** Your assignment **
Report all lines of the records that contain "seconds".

** Data provided **
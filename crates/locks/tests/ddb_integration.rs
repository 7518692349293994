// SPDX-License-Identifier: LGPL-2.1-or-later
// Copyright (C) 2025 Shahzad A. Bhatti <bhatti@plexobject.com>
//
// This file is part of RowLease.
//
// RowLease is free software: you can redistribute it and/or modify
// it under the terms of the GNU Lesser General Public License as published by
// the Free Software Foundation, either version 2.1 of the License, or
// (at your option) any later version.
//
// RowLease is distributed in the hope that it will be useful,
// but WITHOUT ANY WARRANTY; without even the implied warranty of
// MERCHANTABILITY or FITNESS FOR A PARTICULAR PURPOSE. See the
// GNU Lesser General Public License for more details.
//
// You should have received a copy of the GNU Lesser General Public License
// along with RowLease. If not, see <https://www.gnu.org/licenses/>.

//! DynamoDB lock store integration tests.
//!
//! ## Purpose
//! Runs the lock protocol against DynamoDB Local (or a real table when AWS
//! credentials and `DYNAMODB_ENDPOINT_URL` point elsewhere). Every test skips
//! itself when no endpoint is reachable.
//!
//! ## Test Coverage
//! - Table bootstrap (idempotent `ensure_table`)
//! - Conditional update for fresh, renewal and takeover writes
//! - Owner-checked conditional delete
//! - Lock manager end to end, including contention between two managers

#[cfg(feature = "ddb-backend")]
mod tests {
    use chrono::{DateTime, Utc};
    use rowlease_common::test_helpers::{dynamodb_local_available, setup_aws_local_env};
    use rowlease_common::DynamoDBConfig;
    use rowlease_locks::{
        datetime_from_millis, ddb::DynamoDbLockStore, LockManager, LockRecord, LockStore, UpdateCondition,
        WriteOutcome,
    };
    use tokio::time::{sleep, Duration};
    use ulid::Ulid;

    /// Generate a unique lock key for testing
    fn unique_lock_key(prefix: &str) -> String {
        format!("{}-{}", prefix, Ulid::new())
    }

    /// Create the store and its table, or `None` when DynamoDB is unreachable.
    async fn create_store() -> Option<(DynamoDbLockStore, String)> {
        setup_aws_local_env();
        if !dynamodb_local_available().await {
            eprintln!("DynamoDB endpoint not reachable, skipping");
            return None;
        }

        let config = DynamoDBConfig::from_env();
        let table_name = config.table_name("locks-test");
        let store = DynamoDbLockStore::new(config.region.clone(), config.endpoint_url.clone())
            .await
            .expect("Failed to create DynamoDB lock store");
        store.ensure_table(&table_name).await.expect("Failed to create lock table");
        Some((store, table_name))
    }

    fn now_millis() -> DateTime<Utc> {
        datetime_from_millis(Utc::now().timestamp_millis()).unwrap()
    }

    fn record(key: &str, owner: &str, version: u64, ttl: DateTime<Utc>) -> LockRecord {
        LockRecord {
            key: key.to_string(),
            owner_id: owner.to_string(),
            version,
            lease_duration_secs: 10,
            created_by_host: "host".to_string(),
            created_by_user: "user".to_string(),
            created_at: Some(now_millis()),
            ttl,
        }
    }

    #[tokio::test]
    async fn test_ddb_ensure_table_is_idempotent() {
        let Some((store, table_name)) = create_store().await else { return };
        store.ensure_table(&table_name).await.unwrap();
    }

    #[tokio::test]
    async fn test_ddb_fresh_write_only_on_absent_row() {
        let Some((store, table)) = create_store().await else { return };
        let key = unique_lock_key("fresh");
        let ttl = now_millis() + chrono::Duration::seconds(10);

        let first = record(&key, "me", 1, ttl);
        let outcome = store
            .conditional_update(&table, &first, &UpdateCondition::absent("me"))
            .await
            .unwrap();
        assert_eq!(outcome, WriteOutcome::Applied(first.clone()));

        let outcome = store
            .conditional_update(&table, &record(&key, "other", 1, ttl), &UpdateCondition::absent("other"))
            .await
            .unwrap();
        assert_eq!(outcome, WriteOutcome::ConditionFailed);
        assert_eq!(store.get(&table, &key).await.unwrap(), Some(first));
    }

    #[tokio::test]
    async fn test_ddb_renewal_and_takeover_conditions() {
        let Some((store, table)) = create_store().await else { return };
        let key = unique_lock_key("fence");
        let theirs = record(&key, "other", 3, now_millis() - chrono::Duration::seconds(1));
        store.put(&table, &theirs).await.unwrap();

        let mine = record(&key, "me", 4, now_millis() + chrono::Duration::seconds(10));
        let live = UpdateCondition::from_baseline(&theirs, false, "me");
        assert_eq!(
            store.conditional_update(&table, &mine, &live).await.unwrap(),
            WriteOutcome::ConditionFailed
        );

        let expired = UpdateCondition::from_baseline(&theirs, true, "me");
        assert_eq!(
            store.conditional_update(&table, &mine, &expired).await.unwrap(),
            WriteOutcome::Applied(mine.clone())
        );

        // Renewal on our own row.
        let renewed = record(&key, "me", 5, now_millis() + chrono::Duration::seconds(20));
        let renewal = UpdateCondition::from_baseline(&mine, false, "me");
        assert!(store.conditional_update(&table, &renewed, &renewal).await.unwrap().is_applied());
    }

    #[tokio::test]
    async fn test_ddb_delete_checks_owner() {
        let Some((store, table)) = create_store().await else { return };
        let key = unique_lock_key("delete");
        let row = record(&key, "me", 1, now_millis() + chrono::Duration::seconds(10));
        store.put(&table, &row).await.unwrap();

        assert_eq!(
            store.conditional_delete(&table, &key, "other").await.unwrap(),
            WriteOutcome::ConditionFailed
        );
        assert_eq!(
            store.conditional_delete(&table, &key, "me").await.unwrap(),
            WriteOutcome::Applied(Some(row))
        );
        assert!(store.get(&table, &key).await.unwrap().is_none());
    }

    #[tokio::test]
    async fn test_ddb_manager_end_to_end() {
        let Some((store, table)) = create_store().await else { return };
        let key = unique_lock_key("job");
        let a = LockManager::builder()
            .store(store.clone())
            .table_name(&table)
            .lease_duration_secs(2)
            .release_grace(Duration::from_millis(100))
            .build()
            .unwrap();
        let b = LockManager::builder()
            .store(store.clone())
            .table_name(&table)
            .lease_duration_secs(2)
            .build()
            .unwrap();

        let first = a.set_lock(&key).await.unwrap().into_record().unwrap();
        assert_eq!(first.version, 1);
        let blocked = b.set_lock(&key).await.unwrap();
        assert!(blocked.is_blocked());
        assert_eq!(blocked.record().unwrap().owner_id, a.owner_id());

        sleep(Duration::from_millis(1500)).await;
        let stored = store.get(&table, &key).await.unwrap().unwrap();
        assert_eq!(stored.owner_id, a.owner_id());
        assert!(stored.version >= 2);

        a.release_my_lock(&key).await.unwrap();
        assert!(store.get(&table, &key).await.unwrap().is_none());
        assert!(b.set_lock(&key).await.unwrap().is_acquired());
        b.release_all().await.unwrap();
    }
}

** Output of the exercise **
        let ttl = now_millis() + chrono::Duration::seconds(10);
        let theirs = record(&key, "other", 3, now_millis() - chrono::Duration::seconds(1));
        let mine = record(&key, "me", 4, now_millis() + chrono::Duration::seconds(10));
        let renewed = record(&key, "me", 5, now_millis() + chrono::Duration::seconds(20));
        let row = record(&key, "me", 1, now_millis() + chrono::Duration::seconds(10));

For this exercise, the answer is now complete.